I give consent and authorization to Sidney Rienne MedSpa & Laser Center to treat me with cosmetic laser and/or pulsed light modalities. This includes, but not limited to, photo facials, fractional laser skin resurfacing, laser and intense pulse light hair removal, light-based treatment of pigmented or vascular lesions, intense pulse light acne reduction, and laser tattoo removal.

I understand that these procedures are purely elective, that the results may vary with everyone, no guarantee can be provided regarding the outcome of medical procedures such as these, and multiple treatments may be necessary to achieve maximum results.

I acknowledge and understand that:

  • Serious complications are rare, but possible.

  • Common side effects include temporary redness and mild “sun burn” like effects that may last anywhere from a few hours to 3-4 days.

  •  Pigment changes, including hypo-pigmentation (lightening of skin) or hyper-pigmentation (darkening of skin) lasting 1-6 months or longer, may occur.

  • Freckles may temporarily or permanently disappear in treated areas.

  • Other potential risks include crusting, itching pain, bruising, burns, infection, scabbing, scarring, swelling, and failure to achieve the desired result.

  •  Laser and intense pulse light treatments can cause eye injury and protective eyewear must be worn during all treatments.

  • I understand that sun or tanning lamp exposure and not adhering to the post-care instructions provided by SRMLC may increaser my chances of complications.

I consent to photographs being taken for use in the following areas: evaluation of treatment effectiveness, medical education and training, marketing, media stories, advertising and other sales purposes. No photographs revealing my identity will be used without my written consent. If my identity is not revealed, these photographs may be used and displayed publicly without my permission.

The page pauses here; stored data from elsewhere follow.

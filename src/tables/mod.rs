mod queue;
mod store;

pub use queue::{MessageQueue, MessageQueueError, QueueMessage};
pub use store::TableStore;

use serde::de::DeserializeOwned;
use serde::Serialize;
use time::OffsetDateTime;

use crate::database::custom_types::Etag;

/// Hard cap on the serialized size of a single entity.
pub const ENTITY_SIZE_LIMIT: usize = 1024 * 1024;

/// Hard cap on the serialized size of any single top-level property.
pub const PROPERTY_SIZE_LIMIT: usize = 64 * 1024;

/// One row of the generic key-value table. The row shape (which typed record
/// the properties decode into) is always known from the lookup path, never
/// inferred from the contents.
#[derive(Clone, Debug)]
pub struct TableEntity {
    pub partition_key: String,
    pub row_key: String,
    pub etag: Etag,
    pub updated_at: OffsetDateTime,

    properties: serde_json::Value,
}

impl TableEntity {
    pub(crate) fn new(
        partition_key: String,
        row_key: String,
        etag: Etag,
        updated_at: OffsetDateTime,
        properties: serde_json::Value,
    ) -> Self {
        Self {
            partition_key,
            row_key,
            etag,
            updated_at,
            properties,
        }
    }

    pub fn decode<T: DeserializeOwned>(&self) -> Result<T, TableError> {
        serde_json::from_value(self.properties.clone()).map_err(TableError::MalformedProperties)
    }

    pub fn properties(&self) -> &serde_json::Value {
        &self.properties
    }
}

/// A mutation participating in a transactional batch. All operations in one
/// batch commit or none do.
#[derive(Clone, Debug)]
pub enum BatchOperation {
    Insert {
        partition_key: String,
        row_key: String,
        properties: serde_json::Value,
    },
    Update {
        partition_key: String,
        row_key: String,
        etag: Etag,
        properties: serde_json::Value,
    },
}

impl BatchOperation {
    pub fn insert(
        partition_key: impl ToString,
        row_key: impl ToString,
        record: &impl Serialize,
    ) -> Result<Self, TableError> {
        Ok(Self::Insert {
            partition_key: partition_key.to_string(),
            row_key: row_key.to_string(),
            properties: encode_properties(record)?,
        })
    }

    pub fn update(
        partition_key: impl ToString,
        row_key: impl ToString,
        etag: Etag,
        record: &impl Serialize,
    ) -> Result<Self, TableError> {
        Ok(Self::Update {
            partition_key: partition_key.to_string(),
            row_key: row_key.to_string(),
            etag,
            properties: encode_properties(record)?,
        })
    }
}

/// Serializes a record into an entity property document, enforcing the entity
/// and per-property size limits.
pub(crate) fn encode_properties(record: &impl Serialize) -> Result<serde_json::Value, TableError> {
    let properties = serde_json::to_value(record).map_err(TableError::MalformedProperties)?;

    let total = serde_json::to_string(&properties)
        .map_err(TableError::MalformedProperties)?
        .len();
    if total > ENTITY_SIZE_LIMIT {
        return Err(TableError::EntityTooLarge(total));
    }

    if let Some(fields) = properties.as_object() {
        for (name, value) in fields.iter() {
            let size = serde_json::to_string(value)
                .map_err(TableError::MalformedProperties)?
                .len();

            if size > PROPERTY_SIZE_LIMIT {
                return Err(TableError::PropertyTooLarge(name.clone(), size));
            }
        }
    }

    Ok(properties)
}

#[derive(Debug, thiserror::Error)]
pub enum TableError {
    #[error("an entity already exists at ({0}, {1})")]
    EntityAlreadyExists(String, String),

    #[error("serialized entity is {0} bytes, over the storage limit")]
    EntityTooLarge(usize),

    #[error("no entity found at ({0}, {1})")]
    EntityNotFound(String, String),

    #[error("entity properties couldn't be encoded or decoded: {0}")]
    MalformedProperties(serde_json::Error),

    #[error("etag precondition failed for entity at ({0}, {1})")]
    PreconditionFailed(String, String),

    #[error("serialized property '{0}' is {1} bytes, over the storage limit")]
    PropertyTooLarge(String, usize),

    #[error("table backend query failed: {0}")]
    QueryFailed(sqlx::Error),

    #[error("an error occurred with a transaction operation: {0}")]
    Transaction(sqlx::Error),
}

impl TableError {
    /// Backend and transaction failures are worth retrying; everything else
    /// reflects a logical conflict or caller mistake.
    pub fn is_retriable(&self) -> bool {
        matches!(self, TableError::QueryFailed(_) | TableError::Transaction(_))
    }
}
impl OrchestratorJobHandler {
    pub fn new(context: PipelineContext) -> Self {
        Self { context }
    }

    async fn run_system_scope(
        &self,
        job: &JobInfo,
        input: &OrchestratorJobInputData,
        result: &mut OrchestratorJobResult,
        progress: &ProgressReporter,
        cancelled: &watch::Receiver<bool>,
    ) -> Result<(), JobExecError> {
        let options = &self.context.options;
        let splitter = ProcessingJobSplitter::new(
            self.context.fhir.clone(),
            options.low_bound,
            options.high_bound,
        );

        for resource_type in options.resource_types.clone() {
            let submitted = result
                .submitted_resource_timestamps
                .get(&resource_type)
                .copied();

            if submitted == Some(input.data_end_time) {
                continue;
            }

            // resume from wherever enqueueing previously got to
            let window = TimeWindow::new(
                submitted.or(input.data_start_time),
                input.data_end_time,
            );

            let mut stream = splitter
                .split(&resource_type, window)
                .await
                .map_err(split_error)?;

            while let Some(sub_job) = stream.next().await.map_err(split_error)? {
                self.throttle(result, progress, cancelled).await?;

                let definition = ProcessingJobInputData {
                    job_type: JobType::Processing,
                    trigger_sequence_id: input.trigger_sequence_id,
                    processing_job_sequence_id: result.created_job_count,
                    job_version: input.job_version,
                    resource_type: Some(resource_type.clone()),
                    time_range: Some(sub_job.window),
                    since: input.since,
                    patients: Vec::new(),
                    change_feed_range: None,
                };

                self.submit_child(job, definition, result).await?;
                result
                    .submitted_resource_timestamps
                    .insert(resource_type.clone(), sub_job.window.end);
                report(progress, result)?;
            }
        }

        Ok(())
    }

    async fn run_group_scope(
        &self,
        job: &JobInfo,
        input: &OrchestratorJobInputData,
        result: &mut OrchestratorJobResult,
        progress: &ProgressReporter,
        cancelled: &watch::Receiver<bool>,
    ) -> Result<(), JobExecError> {
        let options = &self.context.options;

        let group_id = options
            .group_id
            .as_deref()
            .ok_or_else(|| JobExecError::fatal("group scope requires a configured group id"))?;

        // the client returns members sorted, which keeps chunk boundaries
        // stable across resumed runs
        let patient_ids = self
            .context
            .fhir
            .group_patient_ids(group_id)
            .await
            .map_err(|err| JobExecError::retriable(err.to_string()))?;

        let chunk_size = options.patients_per_job.max(1);

        for (chunk_index, chunk) in patient_ids.chunks(chunk_size).enumerate() {
            let first_patient_index = chunk_index * chunk_size;
            if first_patient_index < result.next_patient_index {
                continue;
            }

            self.throttle(result, progress, cancelled).await?;

            let stored_versions = self
                .context
                .metadata
                .patient_versions(chunk)
                .await
                .map_err(|err| JobExecError::retriable(err.to_string()))?;

            let patients = chunk
                .iter()
                .map(|patient_id| PatientSlice {
                    patient_id: patient_id.clone(),
                    version_id: stored_versions.get(patient_id).copied().unwrap_or(0),
                })
                .collect();

            let definition = ProcessingJobInputData {
                job_type: JobType::Processing,
                trigger_sequence_id: input.trigger_sequence_id,
                processing_job_sequence_id: result.created_job_count,
                job_version: input.job_version,
                resource_type: None,
                time_range: Some(TimeWindow::new(input.data_start_time, input.data_end_time)),
                since: input.since,
                patients,
                change_feed_range: None,
            };

            self.submit_child(job, definition, result).await?;
            result.next_patient_index = first_patient_index + chunk.len();
            report(progress, result)?;
        }

        Ok(())
    }

    async fn run_change_feed(
        &self,
        job: &JobInfo,
        input: &OrchestratorJobInputData,
        result: &mut OrchestratorJobResult,
        progress: &ProgressReporter,
        cancelled: &watch::Receiver<bool>,
    ) -> Result<(), JobExecError> {
        let options = &self.context.options;

        let client = self
            .context
            .change_feed
            .as_ref()
            .ok_or_else(|| JobExecError::fatal("no change feed source is configured"))?;

        // capture the feed end once so a resumed run re-plans identical
        // chunks
        let end_offset = match result.change_feed_end_offset {
            Some(end_offset) => end_offset,
            None => {
                let latest = client
                    .latest_sequence()
                    .await
                    .map_err(|err| JobExecError::retriable(err.to_string()))?;

                result.change_feed_end_offset = Some(latest);
                report(progress, result)?;
                latest
            }
        };

        let start_offset = match result.submitted_change_feed_offset {
            Some(submitted) => submitted,
            None => self
                .context
                .metadata
                .change_feed_cursor()
                .await
                .map_err(|err| JobExecError::retriable(err.to_string()))?,
        };

        let full_range = OffsetRange {
            start: start_offset,
            end: end_offset,
        };

        for range in crate::split::split_offsets(full_range, options.change_feed_entries_per_job) {
            self.throttle(result, progress, cancelled).await?;

            let definition = ProcessingJobInputData {
                job_type: JobType::Processing,
                trigger_sequence_id: input.trigger_sequence_id,
                processing_job_sequence_id: result.created_job_count,
                job_version: input.job_version,
                resource_type: None,
                time_range: None,
                since: None,
                patients: Vec::new(),
                change_feed_range: Some(range),
            };

            self.submit_child(job, definition, result).await?;
            result.submitted_change_feed_offset = Some(range.end);
            report(progress, result)?;
        }

        Ok(())
    }

    /// Enqueues one child, relying on the queue's definition deduplication to
    /// make replays return the existing job. Only genuinely new children
    /// advance `created_job_count`.
    async fn submit_child(
        &self,
        parent: &JobInfo,
        definition: ProcessingJobInputData,
        result: &mut OrchestratorJobResult,
    ) -> Result<(), JobExecError> {
        let encoded = serde_json::to_string(&definition)
            .map_err(|err| JobExecError::fatal(format!("unserializable definition: {err}")))?;

        let children = self
            .context
            .queue
            .enqueue(self.context.options.queue_type, &[encoded], parent.group_id)
            .await
            .map_err(queue_error)?;

        let child = children
            .first()
            .ok_or_else(|| JobExecError::retriable("enqueue returned no job"))?;

        if result.running_job_ids.insert(child.id) {
            result.created_job_count += 1;
            tracing::info!(
                child = %child.id,
                sequence = definition.processing_job_sequence_id,
                "processing job enqueued"
            );
        }

        Ok(())
    }

    /// Blocks until the running pool is below the in-flight bound, polling
    /// completions while it waits. Above the watermark, completions are also
    /// polled opportunistically without blocking.
    async fn throttle(
        &self,
        result: &mut OrchestratorJobResult,
        progress: &ProgressReporter,
        cancelled: &watch::Receiver<bool>,
    ) -> Result<(), JobExecError> {
        let options = &self.context.options;

        if result.running_job_ids.len() >= options.poll_watermark() {
            self.poll_children(result, progress).await?;
        }

        while result.running_job_ids.len() >= options.max_in_flight.max(1) {
            ensure_live(cancelled)?;
            tokio::time::sleep(options.check_frequency).await;
            self.poll_children(result, progress).await?;
        }

        Ok(())
    }

    /// Looks at every running child once. Completed children are merged,
    /// their staged output committed, and (group scope) their patient
    /// versions recorded. A failed child aborts with a retriable error so
    /// the host re-leases this orchestrator and it resumes from the last
    /// snapshot.
    async fn poll_children(
        &self,
        result: &mut OrchestratorJobResult,
        progress: &ProgressReporter,
    ) -> Result<(), JobExecError> {
        let running: Vec<_> = result.running_job_ids.iter().copied().collect();

        for child_id in running {
            let child = self
                .context
                .queue
                .job_by_id(self.context.options.queue_type, child_id)
                .await
                .map_err(queue_error)?
                .ok_or_else(|| {
                    JobExecError::retriable(format!("processing job {child_id} disappeared"))
                })?;

            match child.status {
                JobStatus::Completed => {
                    let raw = child.result.as_deref().unwrap_or("{}");
                    let child_result: ProcessingJobResult = serde_json::from_str(raw)
                        .map_err(|err| {
                            JobExecError::retriable(format!(
                                "processing job {child_id} returned an unreadable result: {err}"
                            ))
                        })?;

                    self.context
                        .sink
                        .commit(child_id)
                        .await
                        .map_err(|err| JobExecError::retriable(err.to_string()))?;

                    if !child_result.processed_patient_versions.is_empty() {
                        self.context
                            .metadata
                            .upsert_patient_versions(&child_result.processed_patient_versions)
                            .await
                            .map_err(|err| JobExecError::retriable(err.to_string()))?;
                    }

                    result.merge_child(&child_result);
                    result.running_job_ids.remove(&child_id);
                    report(progress, result)?;

                    tracing::info!(child = %child_id, "processing job completed");
                }
                JobStatus::Failed => {
                    return Err(JobExecError::retriable(format!(
                        "processing job {child_id} failed"
                    )));
                }
                JobStatus::Cancelled => return Err(JobExecError::Cancelled),
                JobStatus::Created | JobStatus::Running => (),
            }
        }

        Ok(())
    }
}
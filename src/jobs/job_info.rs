use serde::{Deserialize, Serialize};
use time::OffsetDateTime;

use crate::database::custom_types::{GroupId, JobId, JobStatus, JobVersion, QueueType};

/// The canonical record of a job. The table row holding this record is the
/// only authoritative state; queue messages merely point at it.
#[derive(Clone, Debug, Deserialize, PartialEq, Serialize)]
#[serde(rename_all = "camelCase")]
pub struct JobInfo {
    pub id: JobId,
    pub queue_type: QueueType,
    pub group_id: GroupId,

    pub status: JobStatus,

    /// Opaque job input, serialized by the caller. Enqueue deduplicates on a
    /// hash of this value.
    pub definition: String,

    /// Opaque job output, also used as the in-flight progress snapshot so a
    /// re-leased job can resume where the previous worker left off.
    pub result: Option<String>,

    pub cancel_requested: bool,

    #[serde(with = "time::serde::rfc3339")]
    pub create_date: OffsetDateTime,
    #[serde(with = "time::serde::rfc3339")]
    pub heartbeat_date_time: OffsetDateTime,
    pub heartbeat_timeout_secs: u64,

    pub version: JobVersion,
}

impl JobInfo {
    pub(crate) fn fresh(
        id: JobId,
        queue_type: QueueType,
        group_id: GroupId,
        definition: String,
    ) -> Self {
        let now = OffsetDateTime::now_utc();

        Self {
            id,
            queue_type,
            group_id,
            status: JobStatus::Created,
            definition,
            result: None,
            cancel_requested: false,
            create_date: now,
            heartbeat_date_time: now,
            heartbeat_timeout_secs: 0,
            version: JobVersion::initial(),
        }
    }
}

I acknowledge that pre and post treatment instructions have been discussed with me. The procedure as well as potential benefits and risks have been explained to my satisfaction. I have had all my questions answered. I freely consent to the proposed treatments.

 

I understand the submission of this consent form equates to a e-signature giving consent and authorization to Sidney Rienne MedSpa & Laser Center to treat me with cosmetic laser and/or pulsed light modalities in accordance with proposals for the use of e-signatures under HIPAA rules were included in the first draft of the 2003 Security Rule.